'''

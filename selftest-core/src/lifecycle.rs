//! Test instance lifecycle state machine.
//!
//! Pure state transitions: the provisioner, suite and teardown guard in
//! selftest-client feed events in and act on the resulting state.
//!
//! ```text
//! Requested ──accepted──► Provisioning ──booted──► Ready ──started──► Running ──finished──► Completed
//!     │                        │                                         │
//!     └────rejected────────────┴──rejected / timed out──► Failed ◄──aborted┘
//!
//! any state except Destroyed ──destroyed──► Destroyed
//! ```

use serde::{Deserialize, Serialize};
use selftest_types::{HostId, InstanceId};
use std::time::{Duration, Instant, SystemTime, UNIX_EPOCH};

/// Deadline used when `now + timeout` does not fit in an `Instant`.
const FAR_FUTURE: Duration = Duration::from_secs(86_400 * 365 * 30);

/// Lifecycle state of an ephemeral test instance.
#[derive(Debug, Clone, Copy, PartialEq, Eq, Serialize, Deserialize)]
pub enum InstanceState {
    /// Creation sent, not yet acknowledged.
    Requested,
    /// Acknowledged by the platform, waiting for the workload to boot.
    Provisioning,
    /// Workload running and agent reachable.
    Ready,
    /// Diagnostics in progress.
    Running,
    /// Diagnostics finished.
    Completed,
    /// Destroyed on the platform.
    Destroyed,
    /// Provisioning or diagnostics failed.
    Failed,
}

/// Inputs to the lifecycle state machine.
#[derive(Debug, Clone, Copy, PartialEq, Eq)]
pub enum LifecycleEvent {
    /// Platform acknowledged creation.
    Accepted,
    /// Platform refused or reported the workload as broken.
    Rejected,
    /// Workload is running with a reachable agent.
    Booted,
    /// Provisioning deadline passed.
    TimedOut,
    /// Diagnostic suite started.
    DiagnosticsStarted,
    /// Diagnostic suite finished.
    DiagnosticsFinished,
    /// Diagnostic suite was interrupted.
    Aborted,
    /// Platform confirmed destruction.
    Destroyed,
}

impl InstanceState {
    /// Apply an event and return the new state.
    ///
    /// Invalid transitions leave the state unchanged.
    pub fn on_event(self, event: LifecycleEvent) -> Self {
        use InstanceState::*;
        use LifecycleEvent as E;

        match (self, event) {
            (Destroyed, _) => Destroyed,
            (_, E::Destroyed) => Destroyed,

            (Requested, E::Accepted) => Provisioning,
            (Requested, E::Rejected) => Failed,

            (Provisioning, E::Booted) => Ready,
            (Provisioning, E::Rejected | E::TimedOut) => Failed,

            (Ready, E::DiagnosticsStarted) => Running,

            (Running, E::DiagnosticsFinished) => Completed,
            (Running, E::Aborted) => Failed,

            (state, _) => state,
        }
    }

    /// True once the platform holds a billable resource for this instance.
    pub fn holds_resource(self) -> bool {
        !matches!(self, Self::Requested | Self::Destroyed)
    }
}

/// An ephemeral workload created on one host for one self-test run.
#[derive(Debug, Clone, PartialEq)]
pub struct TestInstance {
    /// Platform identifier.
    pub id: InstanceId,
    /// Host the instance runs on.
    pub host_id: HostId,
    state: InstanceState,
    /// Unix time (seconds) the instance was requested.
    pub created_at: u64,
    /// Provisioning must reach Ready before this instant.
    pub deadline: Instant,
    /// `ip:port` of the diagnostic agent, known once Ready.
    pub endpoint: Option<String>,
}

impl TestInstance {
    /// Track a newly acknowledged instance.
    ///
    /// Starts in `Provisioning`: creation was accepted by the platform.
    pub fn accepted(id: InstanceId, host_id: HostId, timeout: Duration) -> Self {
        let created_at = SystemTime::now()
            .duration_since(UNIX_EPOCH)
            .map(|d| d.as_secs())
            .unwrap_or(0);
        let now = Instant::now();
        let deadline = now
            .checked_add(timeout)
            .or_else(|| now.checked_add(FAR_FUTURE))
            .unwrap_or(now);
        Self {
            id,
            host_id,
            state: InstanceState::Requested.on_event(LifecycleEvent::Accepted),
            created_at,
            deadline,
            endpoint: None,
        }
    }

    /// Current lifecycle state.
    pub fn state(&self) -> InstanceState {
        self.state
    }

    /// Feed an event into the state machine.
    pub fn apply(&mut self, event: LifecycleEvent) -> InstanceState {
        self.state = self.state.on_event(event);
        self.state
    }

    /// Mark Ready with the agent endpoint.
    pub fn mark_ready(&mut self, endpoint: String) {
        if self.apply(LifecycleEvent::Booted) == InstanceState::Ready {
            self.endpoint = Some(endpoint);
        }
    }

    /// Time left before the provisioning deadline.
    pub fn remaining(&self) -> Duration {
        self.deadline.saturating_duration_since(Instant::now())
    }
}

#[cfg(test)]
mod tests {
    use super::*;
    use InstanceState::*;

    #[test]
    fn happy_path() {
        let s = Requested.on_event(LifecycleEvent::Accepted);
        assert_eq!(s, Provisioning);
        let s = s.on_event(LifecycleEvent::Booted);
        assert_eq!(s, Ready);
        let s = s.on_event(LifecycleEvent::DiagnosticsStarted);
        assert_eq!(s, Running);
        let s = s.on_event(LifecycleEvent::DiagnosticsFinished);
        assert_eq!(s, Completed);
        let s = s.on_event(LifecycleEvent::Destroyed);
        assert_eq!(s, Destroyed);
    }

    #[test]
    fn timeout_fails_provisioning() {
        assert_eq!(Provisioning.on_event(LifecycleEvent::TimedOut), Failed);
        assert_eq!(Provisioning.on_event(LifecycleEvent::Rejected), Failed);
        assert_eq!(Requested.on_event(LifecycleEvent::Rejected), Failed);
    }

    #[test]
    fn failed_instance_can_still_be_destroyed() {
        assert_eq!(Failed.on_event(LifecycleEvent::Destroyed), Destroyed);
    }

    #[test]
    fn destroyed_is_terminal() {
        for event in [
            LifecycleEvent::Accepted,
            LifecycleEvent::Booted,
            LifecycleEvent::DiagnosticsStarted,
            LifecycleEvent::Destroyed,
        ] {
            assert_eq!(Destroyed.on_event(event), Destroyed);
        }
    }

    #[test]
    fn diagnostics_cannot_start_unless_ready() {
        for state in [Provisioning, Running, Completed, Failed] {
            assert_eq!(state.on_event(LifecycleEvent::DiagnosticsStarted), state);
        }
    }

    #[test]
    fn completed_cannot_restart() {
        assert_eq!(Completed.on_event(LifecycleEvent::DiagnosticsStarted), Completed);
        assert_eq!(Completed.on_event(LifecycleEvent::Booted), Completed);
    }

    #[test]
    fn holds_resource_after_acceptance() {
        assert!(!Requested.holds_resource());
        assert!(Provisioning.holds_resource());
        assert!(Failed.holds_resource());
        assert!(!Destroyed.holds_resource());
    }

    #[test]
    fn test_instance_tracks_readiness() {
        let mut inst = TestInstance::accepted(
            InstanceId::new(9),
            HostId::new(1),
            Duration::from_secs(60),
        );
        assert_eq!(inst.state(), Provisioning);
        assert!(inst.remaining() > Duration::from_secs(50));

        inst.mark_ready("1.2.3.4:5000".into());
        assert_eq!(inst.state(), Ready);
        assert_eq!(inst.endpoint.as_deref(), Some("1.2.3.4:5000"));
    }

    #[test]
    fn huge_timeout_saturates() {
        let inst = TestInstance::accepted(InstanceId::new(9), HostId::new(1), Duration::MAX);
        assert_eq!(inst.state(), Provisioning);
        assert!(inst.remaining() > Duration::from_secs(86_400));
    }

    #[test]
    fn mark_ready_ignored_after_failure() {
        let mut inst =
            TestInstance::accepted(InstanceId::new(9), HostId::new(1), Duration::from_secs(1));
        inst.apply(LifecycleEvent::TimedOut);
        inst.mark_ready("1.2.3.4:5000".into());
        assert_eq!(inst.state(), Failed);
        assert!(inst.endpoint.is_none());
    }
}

'''

» Action item:
Check each line in the entries above for the string "suite", then give the number of matching lines alone.

» Response to the exercise:
4